Friday, January 14, 2011
Okay, I'm officially exhausted. I don't mind the extra hours at work because I get paid by the hour, but I feel bad for Steve. He's on salary, so it's the same no matter how many extra hours he clocks. This pay period it was almost two extra days work of work. New schedule, and all. I wish I could have some of his hours and he could have a little rest once in awhile. I stayed after today and worked after I clocked out because it's Friday, and we don't work after sundown on Friday. If he were to have closed alone, he would've been there too late.

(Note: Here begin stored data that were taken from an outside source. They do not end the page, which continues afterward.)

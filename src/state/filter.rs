//! Portfolio category filter with staggered show/hide transitions.
//!
//! Each portfolio item moves through an explicit visibility state. Showing
//! puts the item back into layout immediately and fades it in after the show
//! delay; hiding fades it out immediately and removes it from layout after
//! the hide delay. Every item owns at most one outstanding transition task,
//! and starting a new transition cancels the old one, so rapid filter clicks
//! cannot leave a stale hide behind.

#[cfg(test)]
#[path = "filter_test.rs"]
mod filter_test;

use std::cell::RefCell;
use std::rc::{Rc, Weak};

use crate::config::SiteConfig;
use crate::util::schedule::{Scheduler, TaskHandle};

/// Filter value that matches every category.
pub const ALL_CATEGORIES: &str = "all";

#[derive(Clone, Copy, Debug, PartialEq, Eq)]
pub enum Visibility {
    /// In layout and (after the show delay) fully opaque.
    Visible,
    /// Faded out, still in layout until the hide delay elapses.
    Hiding,
    /// Removed from layout.
    Hidden,
}

/// A filterable collection of portfolio items plus its filter buttons.
pub trait FilterSurface {
    /// Mark the button for `category` active and every other button inactive.
    fn mark_active_filter(&self, category: &str);
    /// Whether the item takes part in layout (`display`).
    fn set_item_displayed(&self, index: usize, displayed: bool);
    /// Faded = opacity 0 and shifted down; unfaded = opacity 1, no shift.
    fn set_item_faded(&self, index: usize, faded: bool);
}

#[derive(Clone, Copy, Debug, PartialEq, Eq)]
pub struct FilterTiming {
    pub show_delay_ms: u32,
    pub hide_delay_ms: u32,
}

impl From<&SiteConfig> for FilterTiming {
    fn from(config: &SiteConfig) -> Self {
        Self { show_delay_ms: config.filter_show_delay_ms, hide_delay_ms: config.filter_hide_delay_ms }
    }
}

/// Whether an item of `category` is shown under the `selected` filter.
#[must_use]
pub fn matches(selected: &str, category: &str) -> bool {
    selected == ALL_CATEGORIES || selected == category
}

/// Keys that activate a focused filter button.
#[must_use]
pub fn is_activation_key(key: &str) -> bool {
    matches!(key, "Enter" | " ")
}

struct PortfolioItem {
    category: String,
    visibility: Visibility,
    transition: Option<TaskHandle>,
}

struct FilterState {
    active: String,
    items: Vec<PortfolioItem>,
}

pub struct PortfolioFilter {
    state: Rc<RefCell<FilterState>>,
    surface: Rc<dyn FilterSurface>,
    scheduler: Rc<dyn Scheduler>,
    timing: FilterTiming,
}

impl PortfolioFilter {
    /// Items start visible under the `all` filter, as the markup renders them.
    pub fn new(
        categories: Vec<String>,
        surface: Rc<dyn FilterSurface>,
        scheduler: Rc<dyn Scheduler>,
        timing: FilterTiming,
    ) -> Self {
        let items = categories
            .into_iter()
            .map(|category| PortfolioItem { category, visibility: Visibility::Visible, transition: None })
            .collect();
        let state = FilterState { active: ALL_CATEGORIES.to_owned(), items };
        Self { state: Rc::new(RefCell::new(state)), surface, scheduler, timing }
    }

    /// Show exactly the items matching `selected`.
    pub fn apply_filter(&self, selected: &str) {
        self.surface.mark_active_filter(selected);

        let mut state = self.state.borrow_mut();
        state.active = selected.to_owned();
        for (index, item) in state.items.iter_mut().enumerate() {
            if matches(selected, &item.category) {
                self.show(index, item);
            } else {
                self.hide(index, item);
            }
        }
        log::debug!("portfolio filter -> {selected}");
    }

    fn show(&self, index: usize, item: &mut PortfolioItem) {
        item.transition = None;
        item.visibility = Visibility::Visible;
        self.surface.set_item_displayed(index, true);

        let surface = Rc::clone(&self.surface);
        let task = self.scheduler.after(
            self.timing.show_delay_ms,
            Box::new(move || surface.set_item_faded(index, false)),
        );
        item.transition = Some(task);
    }

    fn hide(&self, index: usize, item: &mut PortfolioItem) {
        // Already on its way out (or gone): the pending removal stands.
        if item.visibility != Visibility::Visible {
            return;
        }
        item.transition = None;
        item.visibility = Visibility::Hiding;
        self.surface.set_item_faded(index, true);

        let state: Weak<RefCell<FilterState>> = Rc::downgrade(&self.state);
        let surface = Rc::clone(&self.surface);
        let task = self.scheduler.after(
            self.timing.hide_delay_ms,
            Box::new(move || {
                let Some(state) = state.upgrade() else {
                    return;
                };
                let mut state = state.borrow_mut();
                if let Some(item) = state.items.get_mut(index)
                    && item.visibility == Visibility::Hiding
                {
                    item.visibility = Visibility::Hidden;
                    surface.set_item_displayed(index, false);
                }
            }),
        );
        item.transition = Some(task);
    }

    #[must_use]
    pub fn active_filter(&self) -> String {
        self.state.borrow().active.clone()
    }

    #[must_use]
    pub fn visibility(&self, index: usize) -> Option<Visibility> {
        self.state.borrow().items.get(index).map(|item| item.visibility)
    }

    /// Indices of items currently in the `Visible` state.
    #[must_use]
    pub fn visible_indices(&self) -> Vec<usize> {
        self.state
            .borrow()
            .items
            .iter()
            .enumerate()
            .filter(|(_, item)| item.visibility == Visibility::Visible)
            .map(|(index, _)| index)
            .collect()
    }

    #[must_use]
    pub fn len(&self) -> usize {
        self.state.borrow().items.len()
    }

    #[must_use]
    pub fn is_empty(&self) -> bool {
        self.len() == 0
    }
}
use std::cell::RefCell;
use std::collections::HashMap;

use super::*;
use crate::util::schedule::ManualScheduler;

// =============================================================
// Helpers
// =============================================================

#[derive(Default)]
struct FakeGrid {
    active: RefCell<Option<String>>,
    displayed: RefCell<HashMap<usize, bool>>,
    faded: RefCell<HashMap<usize, bool>>,
}

impl FakeGrid {
    fn displayed(&self, index: usize) -> bool {
        self.displayed.borrow().get(&index).copied().unwrap_or(true)
    }

    fn faded(&self, index: usize) -> bool {
        self.faded.borrow().get(&index).copied().unwrap_or(false)
    }

    fn shown(&self, index: usize) -> bool {
        self.displayed(index) && !self.faded(index)
    }
}

impl FilterSurface for FakeGrid {
    fn mark_active_filter(&self, category: &str) {
        *self.active.borrow_mut() = Some(category.to_owned());
    }

    fn set_item_displayed(&self, index: usize, displayed: bool) {
        self.displayed.borrow_mut().insert(index, displayed);
    }

    fn set_item_faded(&self, index: usize, faded: bool) {
        self.faded.borrow_mut().insert(index, faded);
    }
}

fn setup(categories: &[&str]) -> (PortfolioFilter, Rc<FakeGrid>, Rc<ManualScheduler>) {
    let grid = Rc::new(FakeGrid::default());
    let scheduler = ManualScheduler::new();
    let filter = PortfolioFilter::new(
        categories.iter().map(|c| (*c).to_owned()).collect(),
        grid.clone(),
        scheduler.clone(),
        FilterTiming::from(&SiteConfig::default()),
    );
    (filter, grid, scheduler)
}

// =============================================================
// matches / keys
// =============================================================

#[test]
fn all_matches_every_category() {
    assert!(matches("all", "web"));
    assert!(matches("all", ""));
    assert!(matches("web", "web"));
    assert!(!matches("web", "mobile"));
}

#[test]
fn enter_and_space_activate_buttons() {
    assert!(is_activation_key("Enter"));
    assert!(is_activation_key(" "));
    assert!(!is_activation_key("Tab"));
}

// =============================================================
// apply_filter
// =============================================================

#[test]
fn items_start_visible_under_all() {
    let (filter, _, _) = setup(&["web", "mobile"]);
    assert_eq!(filter.active_filter(), "all");
    assert_eq!(filter.visible_indices(), vec![0, 1]);
    assert_eq!(filter.len(), 2);
    assert!(!filter.is_empty());
}

#[test]
fn web_filter_hides_mobile_after_delay() {
    let (filter, grid, scheduler) = setup(&["web", "mobile", "web"]);
    filter.apply_filter("web");

    assert_eq!(filter.visibility(1), Some(Visibility::Hiding));
    assert!(grid.faded(1));
    assert!(grid.displayed(1), "hiding items stay in layout until the delay");

    scheduler.advance(299);
    assert_eq!(filter.visibility(1), Some(Visibility::Hiding));
    scheduler.advance(1);

    assert_eq!(filter.visibility(0), Some(Visibility::Visible));
    assert_eq!(filter.visibility(1), Some(Visibility::Hidden));
    assert_eq!(filter.visibility(2), Some(Visibility::Visible));
    assert!(grid.shown(0));
    assert!(!grid.displayed(1));
    assert!(grid.shown(2));
    assert_eq!(grid.active.borrow().as_deref(), Some("web"));
}

#[test]
fn all_filter_restores_every_item() {
    let (filter, grid, scheduler) = setup(&["web", "mobile", "branding"]);
    filter.apply_filter("mobile");
    scheduler.advance(400);
    filter.apply_filter("all");

    assert!(grid.displayed(0));
    assert!(grid.faded(0), "fade-in waits for the show delay");
    scheduler.advance(100);

    for index in 0..3 {
        assert_eq!(filter.visibility(index), Some(Visibility::Visible));
        assert!(grid.shown(index));
    }
}

#[test]
fn concrete_filter_shows_exactly_that_category() {
    let categories = ["web", "mobile", "ai", "web", "design", "mobile"];
    let (filter, grid, scheduler) = setup(&categories);
    filter.apply_filter("mobile");
    scheduler.advance(1000);

    for (index, category) in categories.iter().enumerate() {
        assert_eq!(grid.shown(index), *category == "mobile", "item {index} ({category})");
    }
    assert_eq!(filter.visible_indices(), vec![1, 5]);
}

#[test]
fn unknown_category_hides_everything() {
    let (filter, _, scheduler) = setup(&["web", "mobile"]);
    filter.apply_filter("hardware");
    scheduler.advance(300);
    assert!(filter.visible_indices().is_empty());
}

#[test]
fn reapplying_same_filter_is_safe() {
    let (filter, grid, scheduler) = setup(&["web", "mobile"]);
    filter.apply_filter("web");
    scheduler.advance(500);
    filter.apply_filter("web");
    scheduler.advance(500);

    assert_eq!(filter.visible_indices(), vec![0]);
    assert!(grid.shown(0));
    assert!(!grid.displayed(1));
}

#[test]
fn hidden_items_schedule_no_new_work() {
    let (filter, _, scheduler) = setup(&["web", "mobile"]);
    filter.apply_filter("web");
    scheduler.advance(500);
    filter.apply_filter("web");
    // Only the fade-in for item 0.
    assert_eq!(scheduler.pending(), 1);
}

// =============================================================
// Rapid switching
// =============================================================

#[test]
fn switching_back_before_hide_completes_keeps_item() {
    let (filter, grid, scheduler) = setup(&["web", "mobile"]);
    filter.apply_filter("mobile");
    scheduler.advance(150);
    filter.apply_filter("web");
    scheduler.advance(1000);

    assert_eq!(filter.visibility(0), Some(Visibility::Visible));
    assert!(grid.shown(0), "stale hide must not remove a reselected item");
    assert_eq!(filter.visibility(1), Some(Visibility::Hidden));
    assert!(!grid.displayed(1));
}

#[test]
fn hiding_before_fade_in_completes_cancels_fade_in() {
    let (filter, grid, scheduler) = setup(&["web", "mobile"]);
    filter.apply_filter("mobile");
    scheduler.advance(400);
    filter.apply_filter("all");
    scheduler.advance(50);
    filter.apply_filter("mobile");
    scheduler.advance(1000);

    assert_eq!(filter.visibility(0), Some(Visibility::Hidden));
    assert!(grid.faded(0), "cancelled fade-in must not unfade a hidden item");
    assert!(!grid.displayed(0));
}

#[test]
fn final_state_matches_last_filter_after_burst() {
    let (filter, grid, scheduler) = setup(&["web", "mobile", "ai"]);
    for selected in ["web", "mobile", "all", "ai", "web"] {
        filter.apply_filter(selected);
        scheduler.advance(40);
    }
    scheduler.advance(1000);

    assert_eq!(filter.active_filter(), "web");
    assert_eq!(filter.visible_indices(), vec![0]);
    assert!(grid.shown(0));
    assert!(!grid.displayed(1));
    assert!(!grid.displayed(2));
}
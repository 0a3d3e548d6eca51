//! Careers section: the "apply" notice shown for a job card.

#[cfg(test)]
#[path = "careers_test.rs"]
mod careers_test;

pub const CAREERS_EMAIL: &str = "careers@fusionfronts.com";

/// Notice for an application click on the card titled `job_title`.
#[must_use]
pub fn application_notice(job_title: &str) -> String {
    let title = job_title.trim();
    if title.is_empty() {
        format!("Thank you for your interest! Please email your resume to {CAREERS_EMAIL}")
    } else {
        format!("Thank you for your interest in the {title} position! Please email your resume to {CAREERS_EMAIL}")
    }
}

We rented "Despicable Me" on Blu-Ray and watched it while we had dinner together with Aria tonight. She and I made chicken spaghetti. When I did grocery shopping this week, I did not purchase any red meat. I'm bound and determined to infuse some health into this house if it's the last thing I do. (That sounded wrong...) I've lost a couple of pounds this week, thankfully. Weigh-in is tomorrow morning. I have to stop by my mother-in-law's and pay her for our entrance fees for our Biggest Loser contest (and my extra dollar from last week, since I didn't lose any weight!) Hopefully my awesome sister-in-law, Beth, will be there because today is her birthday and I didn't get to see her or talk to her. (Much of that is my fault, because I didn't leave work until after 5, came home and cooked and watched a movie, then came in to weigh myself and go to bed, and lo and behold, there was the calendar with her birthday on it... and now it's too late to do anything but Facebook her (which I did). I heart you, Beth! We'll celebrate soon!
"Despicable Me" was great, by the way.
Off to do my reading, which I always seem to be behind at. It would probably help if I weren't reading six or seven things at the same time. I finished "The Ragamuffin Gospel" by Brennan Manning about a week ago (I can't remember if I posted about it or not). It was quite good. A lot of the stuff they talk about at our church, how people don't know they matter to God, and they're trying so hard to earn their salvation, or earn His love, and how they already have it, they just have to accept it, and other so-called Christians are turning them away because of their holier-than-thou attitude. Manning is an alcoholic, several years recovering, and talks about that a lot in the book. I've started "The Shack", but I'm not very far into it yet so I can't say how I feel about it. I LOVE "Eat, Pray, Love"... the movie was good, but the writing in the book is far superior, so I'm glad I saved it until after I saw the movie. "Full Dark, No Stars" is Stephen King's new short story collection ('short' is a term used here to denote very small novels, as Stephen King has long since forgotten how to write an actual short story). I'm learning quite a bit from "The Bipolar Teen", and I'm also doing "The Love Dare" devotional (not as good as last year's, but some nice ideas thus far). I'm also reading "The Lonely Polygamist" on Kindle which I can't talk about until after Steve has read it, since he downloaded it and I'm reading it first. So I won't even tell you if I like it or not. (SPOILER ALERT: I DO.) Haven't gotten into the Apocrypha much in the past week. I'm looking forward to reading and relaxing as much as possible this weekend (in between football and church, in no particular order.)
I cannot get Katy Perry's song "Firework" out of my head since the girl performed it at chuch last week. Aria posted it on her Facebook, and of course her mother had something negative to say about the video. I just wish she could write something positive once in awhile to counteract the negative. It's frustrating. Aria's absolutely an incredible person, and I'm not just saying that because she's my daughter. If she were someone else's daughter, I'd want her for my own. Oh... wait...
(pause for dramatic effect in which you realize she actually IS someone else's, and I DO want her for my own :)
I realize periodically that my familial connections are bizarre when written out. If people don't understand that I have a great compunction for the words 'step-' or "half-" when added to my family members. I don't make a distinction. I don't feel that any of my siblings are "half-", and I don't feel that any of my children are "step-". I have a brother, two sisters, and three children. However, my three children have a mother, and two of my siblings have another mother. Sometimes I refer to my sister's mom, or my brother's mom. Sometimes I refer to my kids' mom. It's odd when written out. (Sometimes it's odd when spoken -- I remember meeting up with my sister and her mom at a craft show once, and I introduced my friend: This is my sister Jennifer, and her mom".)
I'm pretty sure I was going to stop writing and read for awhile. I should probably do that...
Have a wonderful weekend. It'll be spring before you know it. (In five months, if you live in Indiana.)